The abrasion resistance tests were conducted on examples 1 to 3 and comparative examples 1 to 6 under the conditions of a temperature of 250 c, a number of revolutions of 2000rpm, a test time of 10 hours, a valve guide abrasion tester as a test apparatus, and the test results are shown in table 2 below.

TABLE 2

	Thermal conductivity W/(m.K)	Valve guide wear mm	Valve wear capacity mm	Total wear rate mm
					Example 1	42	0.013	0.005	0.018
Example 2	56	0.011	0.004	0.015
					Example 3	52	0.009	0.003	0.012
Comparative example 1	63	0.081	0.002	0.083
					Comparative example 2	52	0.020	0.006	0.026
Comparative example 3	52	0.028	0.015	0.043
					Comparative example 4	52	0.036	0.019	0.067
Comparative example 5	28	0.065	0.025	0.09
					Comparative example 6	85	0.015	0.005	0.02

From the test data, the powder metallurgy valve guide material obtained in the embodiments 1 to 3 of the invention effectively improves the thermal conductivity compared with the iron-based reference material, and shows better wear resistance under high-temperature working conditions. From comparative example 1, it is clear that Cu plays an important role in high temperature wear. It is understood from example 3 and comparative examples 1 and 2 that the copper component and the alloy strengthening hard phase containing Cr and W act synergistically to improve the high-temperature wear resistance, and it is understood from example 3 and comparative examples 3 and 4 that the importance of the preferable tempering process is important. Compared with the existing iron-based material conduit, the heat conductivity and the wear resistance are both obviously improved. Compared with a copper guide pipe, the metallographic structure shown in fig. 1 shows that the high-copper component has high heat conductivity, the high-temperature wear environment is improved, the matrix structure and the wear-resistant phase ensure better wear resistance, the requirements of engines with strict requirements such as turbocharging, lean combustion and direct injection in a cylinder can be met, and the natural gas engine is applicable to natural gas engines with worse working conditions.

It will be evident to those skilled in the art that the invention is not limited to the details of the foregoing illustrative embodiments, and that the present invention may be embodied in other specific forms without departing from the spirit or essential attributes thereof.

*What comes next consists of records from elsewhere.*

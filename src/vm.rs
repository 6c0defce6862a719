//! Reference interpreter for linked images.
//!
//! It follows the robot firmware closely enough to run compiled programs
//! in tests: 16-bit wrapping arithmetic, checked indirect access, edge
//! triggered `when` branches and a handful of math natives.
use std::collections::BTreeMap;

use thiserror::Error;

use crate::bytecode::{to_s12, to_s16, BinaryOp, Opcode, UnaryOp, WHEN_FLAG, WHEN_LAST_FLAG};
use crate::target::{NodeDescription, INIT_EVENT_ID};

const STACK_SIZE: usize = 32;
const CALL_DEPTH: usize = 64;

#[derive(Error, Debug, Clone, PartialEq, Eq)]
pub enum VmError {
    #[error("no more than {0} steps allowed")]
    StepLimit(u64),
    #[error("stack overflow at {pc}")]
    StackOverflow { pc: usize },
    #[error("stack underflow at {pc}")]
    StackUnderflow { pc: usize },
    #[error("address {addr} out of memory at {pc}")]
    BadAddress { pc: usize, addr: usize },
    #[error("division by zero at {pc}")]
    DivisionByZero { pc: usize },
    #[error("index {index} out of array of size {size} at {pc}")]
    IndexOutOfRange { pc: usize, index: u16, size: u16 },
    #[error("unknown native function {0}")]
    UnknownNative(String),
    #[error("unknown instruction {word:#06x} at {pc}")]
    UnknownInstruction { pc: usize, word: u16 },
    #[error("program counter {0} outside the image")]
    BadJump(usize),
}

type VmRes<T> = Result<T, VmError>;

pub struct Vm<'a> {
    node: &'a NodeDescription,
    /// Owned because `when` branches remember their last outcome in place
    image: Vec<u16>,
    pub memory: Vec<i16>,
    stack: Vec<i16>,
    calls: Vec<usize>,
    pc: usize,
    steps: u64,
    /// User events sent with `emit`, with their data
    pub emitted: Vec<(u16, Vec<i16>)>,
    rng: u16,
}

impl<'a> Vm<'a> {
    pub fn new(node: &'a NodeDescription, image: &[u16]) -> Self {
        Self {
            node,
            image: image.to_vec(),
            memory: vec![0; node.max_var_size],
            stack: Vec::with_capacity(STACK_SIZE),
            calls: Vec::new(),
            pc: 0,
            steps: 0,
            emitted: Vec::new(),
            rng: 0,
        }
    }

    /// Value of the first word of variable memory at `addr`.
    pub fn word(&self, addr: usize) -> i16 {
        self.memory.get(addr).copied().unwrap_or(0)
    }

    fn handler(&self, id: u16) -> Option<usize> {
        let len = usize::from(*self.image.first()?);
        self.image
            .get(1..len)?
            .chunks(2)
            .find(|pair| pair[0] == id)
            .and_then(|pair| pair.get(1))
            .map(|&addr| usize::from(addr))
    }

    pub fn run_init(&mut self, max_steps: u64) -> VmRes<bool> {
        self.run_event(INIT_EVENT_ID, max_steps)
    }

    /// Runs the handler of event `id` to completion. Returns `false` when
    /// the program does not handle it.
    pub fn run_event(&mut self, id: u16, max_steps: u64) -> VmRes<bool> {
        let start = match self.handler(id) {
            Some(addr) => addr,
            None => return Ok(false),
        };
        self.pc = start;
        self.stack.clear();
        self.calls.clear();
        self.steps = 0;
        tracing::trace!(target: "vm", "event {:#06x} at {}", id, start);
        while self.step()? {
            self.steps += 1;
            if self.steps > max_steps {
                return Err(VmError::StepLimit(max_steps));
            }
        }
        Ok(true)
    }

    fn push(&mut self, value: i16) -> VmRes<()> {
        if self.stack.len() >= STACK_SIZE {
            return Err(VmError::StackOverflow { pc: self.pc });
        }
        self.stack.push(value);
        Ok(())
    }
    fn pop(&mut self) -> VmRes<i16> {
        self.stack
            .pop()
            .ok_or(VmError::StackUnderflow { pc: self.pc })
    }
    fn read(&self, addr: usize) -> VmRes<i16> {
        self.memory
            .get(addr)
            .copied()
            .ok_or(VmError::BadAddress { pc: self.pc, addr })
    }
    fn write(&mut self, addr: usize, value: i16) -> VmRes<()> {
        let pc = self.pc;
        *self
            .memory
            .get_mut(addr)
            .ok_or(VmError::BadAddress { pc, addr })? = value;
        Ok(())
    }
    fn fetch(&self, at: usize) -> VmRes<u16> {
        self.image.get(at).copied().ok_or(VmError::BadJump(at))
    }
    fn relative(&self, offset: i16) -> VmRes<usize> {
        let target = self.pc as i64 + i64::from(offset);
        usize::try_from(target).map_err(|_| VmError::BadJump(self.pc))
    }
    /// Pops an index and checks it against `size`.
    fn index(&mut self, base: u16, size: u16) -> VmRes<usize> {
        let index = self.pop()? as u16;
        if index >= size {
            return Err(VmError::IndexOutOfRange {
                pc: self.pc,
                index,
                size,
            });
        }
        Ok(usize::from(base) + usize::from(index))
    }

    /// Executes one instruction; `false` once the event is done.
    fn step(&mut self) -> VmRes<bool> {
        let word = self.fetch(self.pc)?;
        let unknown = VmError::UnknownInstruction { pc: self.pc, word };
        let arg = word & 0xfff;
        match Opcode::from_word(word).ok_or_else(|| unknown.clone())? {
            Opcode::Stop => return Ok(false),
            Opcode::SmallImmediate => {
                self.push(to_s12(word))?;
                self.pc += 1;
            }
            Opcode::LargeImmediate => {
                let value = self.fetch(self.pc + 1)? as i16;
                self.push(value)?;
                self.pc += 2;
            }
            Opcode::Load => {
                let value = self.read(usize::from(arg))?;
                self.push(value)?;
                self.pc += 1;
            }
            Opcode::Store => {
                let value = self.pop()?;
                self.write(usize::from(arg), value)?;
                self.pc += 1;
            }
            Opcode::LoadIndirect => {
                let size = self.fetch(self.pc + 1)?;
                let addr = self.index(arg, size)?;
                let value = self.read(addr)?;
                self.push(value)?;
                self.pc += 2;
            }
            Opcode::StoreIndirect => {
                let size = self.fetch(self.pc + 1)?;
                let addr = self.index(arg, size)?;
                let value = self.pop()?;
                self.write(addr, value)?;
                self.pc += 2;
            }
            Opcode::Unary => {
                let op = UnaryOp::from_code(arg).ok_or(unknown)?;
                let value = self.pop()?;
                self.push(to_s16(op.eval(value.into())))?;
                self.pc += 1;
            }
            Opcode::Binary => {
                let op = BinaryOp::from_code(arg).ok_or(unknown)?;
                let value = self.binary(op)?;
                self.push(value)?;
                self.pc += 1;
            }
            Opcode::Jump => self.pc = self.relative(to_s12(word))?,
            Opcode::ConditionalBranch => {
                let op = BinaryOp::from_code(arg & 0xff).ok_or(unknown)?;
                let holds = self.binary(op)? != 0;
                let taken = if arg & WHEN_FLAG != 0 {
                    let was = word & WHEN_LAST_FLAG != 0;
                    self.image[self.pc] = if holds {
                        word | WHEN_LAST_FLAG
                    } else {
                        word & !WHEN_LAST_FLAG
                    };
                    !holds || was
                } else {
                    !holds
                };
                self.pc = if taken {
                    let offset = self.fetch(self.pc + 1)? as i16;
                    self.relative(offset)?
                } else {
                    self.pc + 2
                };
            }
            Opcode::Emit => {
                let addr = usize::from(self.fetch(self.pc + 1)?);
                let size = usize::from(self.fetch(self.pc + 2)?);
                let data = (addr..addr + size)
                    .map(|a| self.read(a))
                    .collect::<VmRes<Vec<_>>>()?;
                self.emitted.push((arg, data));
                self.pc += 3;
            }
            Opcode::NativeCall => {
                self.native(usize::from(arg))?;
                self.pc += 1;
            }
            Opcode::SubCall => {
                if self.calls.len() >= CALL_DEPTH {
                    return Err(VmError::StackOverflow { pc: self.pc });
                }
                self.calls.push(self.pc + 1);
                self.pc = usize::from(arg);
            }
            Opcode::Return => match self.calls.pop() {
                Some(pc) => self.pc = pc,
                None => return Ok(false),
            },
        }
        Ok(true)
    }

    fn binary(&mut self, op: BinaryOp) -> VmRes<i16> {
        let b = self.pop()?;
        let a = self.pop()?;
        op.eval(a.into(), b.into())
            .map(to_s16)
            .ok_or(VmError::DivisionByZero { pc: self.pc })
    }

    /// Pops the argument addresses (first argument on top), then the free
    /// sizes and the group sizes, and runs the native.
    fn native(&mut self, id: usize) -> VmRes<()> {
        let node = self.node;
        let native = node
            .native_functions
            .get(id)
            .ok_or_else(|| VmError::UnknownNative(format!("#{}", id)))?;
        let mut addrs = Vec::with_capacity(native.args.len());
        for _ in &native.args {
            addrs.push(usize::from(self.pop()? as u16));
        }
        let mut free = Vec::new();
        for _ in native.args.iter().filter(|&&code| code == 0) {
            free.push(usize::from(self.pop()? as u16));
        }
        let mut groups = BTreeMap::new();
        for code in native.args.iter().filter(|&&code| code < 0) {
            groups.insert(-code, 0);
        }
        for size in groups.values_mut().rev() {
            *size = usize::from(self.pop()? as u16);
        }
        let mut free = free.into_iter();
        let sizes = native
            .args
            .iter()
            .map(|&code| match code {
                0 => free.next().unwrap_or(0),
                code if code > 0 => code as usize,
                code => groups.get(&-code).copied().unwrap_or(0),
            })
            .collect::<Vec<_>>();
        let len = sizes.first().copied().unwrap_or(0);
        let arg = |vm: &Self, k: usize, i: usize| match addrs.get(k) {
            Some(addr) => vm.read(addr + i),
            None => Err(VmError::UnknownNative(native.name.clone())),
        };

        match native.name.as_str() {
            "math.copy" => {
                for i in 0..len {
                    let v = arg(self, 1, i)?;
                    self.write(addrs[0] + i, v)?;
                }
            }
            "math.fill" => {
                let v = arg(self, 1, 0)?;
                for i in 0..len {
                    self.write(addrs[0] + i, v)?;
                }
            }
            "math.add" | "math.sub" | "math.min" | "math.max" => {
                for i in 0..len {
                    let (a, b) = (i32::from(arg(self, 1, i)?), i32::from(arg(self, 2, i)?));
                    let v = match native.name.as_str() {
                        "math.add" => a + b,
                        "math.sub" => a - b,
                        "math.min" => a.min(b),
                        _ => a.max(b),
                    };
                    self.write(addrs[0] + i, to_s16(v))?;
                }
            }
            "math.clamp" => {
                for i in 0..len {
                    let (x, lo, hi) = (arg(self, 1, i)?, arg(self, 2, i)?, arg(self, 3, i)?);
                    self.write(addrs[0] + i, x.max(lo).min(hi))?;
                }
            }
            "math.muldiv" => {
                for i in 0..len {
                    let a = i32::from(arg(self, 1, i)?);
                    let b = i32::from(arg(self, 2, i)?);
                    let c = i32::from(arg(self, 3, i)?);
                    let v = (a * b)
                        .checked_div(c)
                        .ok_or(VmError::DivisionByZero { pc: self.pc })?;
                    self.write(addrs[0] + i, to_s16(v))?;
                }
            }
            "math.rand" => {
                for i in 0..len {
                    self.rng = self.rng.wrapping_mul(25173).wrapping_add(13849);
                    self.write(addrs[0] + i, self.rng as i16)?;
                }
            }
            other => return Err(VmError::UnknownNative(other.to_string())),
        }
        Ok(())
    }
}

#[cfg(test)]
mod tests {
    use super::*;
    use crate::bytecode::{conditional_branch, jump, load, push_number, store, RET, STOP};
    use crate::target::NodeDescription;

    fn image(code: &[u16]) -> Vec<u16> {
        let mut image = vec![3, INIT_EVENT_ID, 3];
        image.extend_from_slice(code);
        image
    }

    #[test]
    fn arithmetic_wraps_to_16_bits() {
        let node = NodeDescription::thymio();
        let mut code = push_number(300);
        code.extend(push_number(300));
        code.extend([BinaryOp::Mult.word(), store(200), STOP]);
        let mut vm = Vm::new(&node, &image(&code));
        assert_eq!(vm.run_init(100), Ok(true));
        assert_eq!(vm.word(200), to_s16(90000));
    }

    #[test]
    fn runtime_errors() {
        let node = NodeDescription::thymio();
        let code = [0x1001, 0x1000, BinaryOp::Div.word(), STOP];
        let mut vm = Vm::new(&node, &image(&code));
        assert!(matches!(vm.run_init(100), Err(VmError::DivisionByZero { .. })));

        let code = [0x1003, 0x5000 | 200, 3, STOP];
        let mut vm = Vm::new(&node, &image(&code));
        assert!(matches!(
            vm.run_init(100),
            Err(VmError::IndexOutOfRange { index: 3, size: 3, .. })
        ));

        let code = [jump(0)];
        let mut vm = Vm::new(&node, &image(&code));
        assert_eq!(vm.run_init(50), Err(VmError::StepLimit(50)));
    }

    #[test]
    fn when_branches_only_on_rising_edges() {
        let node = NodeDescription::thymio();
        // when mem[200] == 1: mem[201] += 1
        let [branch, _] = conditional_branch(BinaryOp::Eq, true);
        let code = [
            load(200),
            0x1001,
            branch,
            6,
            load(201),
            0x1001,
            BinaryOp::Add.word(),
            store(201),
            STOP,
        ];
        let mut vm = Vm::new(&node, &image(&code));
        vm.memory[200] = 1;
        for _ in 0..3 {
            vm.run_init(100).unwrap();
        }
        assert_eq!(vm.word(201), 1);
        vm.memory[200] = 0;
        vm.run_init(100).unwrap();
        vm.memory[200] = 1;
        vm.run_init(100).unwrap();
        assert_eq!(vm.word(201), 2);
    }

    #[test]
    fn subroutines_return_to_the_caller() {
        let node = NodeDescription::thymio();
        let code = [0xd000 | 8, 0x1002, store(200), STOP, STOP, 0x1007, store(201), RET];
        let mut vm = Vm::new(&node, &image(&code));
        assert!(vm.run_init(100).unwrap());
        assert_eq!((vm.word(200), vm.word(201)), (2, 7));
        assert!(!vm.run_event(0xfffe, 100).unwrap());
    }
}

The present embodiments are therefore to be considered in all respects as illustrative and not restrictive, the scope of the invention being indicated by the appended claims rather than by the foregoing description, and all changes which come within the meaning and range of equivalency of the claims are therefore intended to be embraced therein. Any reference sign in a claim should not be construed as limiting the claim concerned.

Furthermore, it should be understood that although the present description refers to embodiments, not every embodiment may contain only a single embodiment, and such description is for clarity only, and those skilled in the art should integrate the description, and the embodiments may be combined as appropriate to form other embodiments understood by those skilled in the art.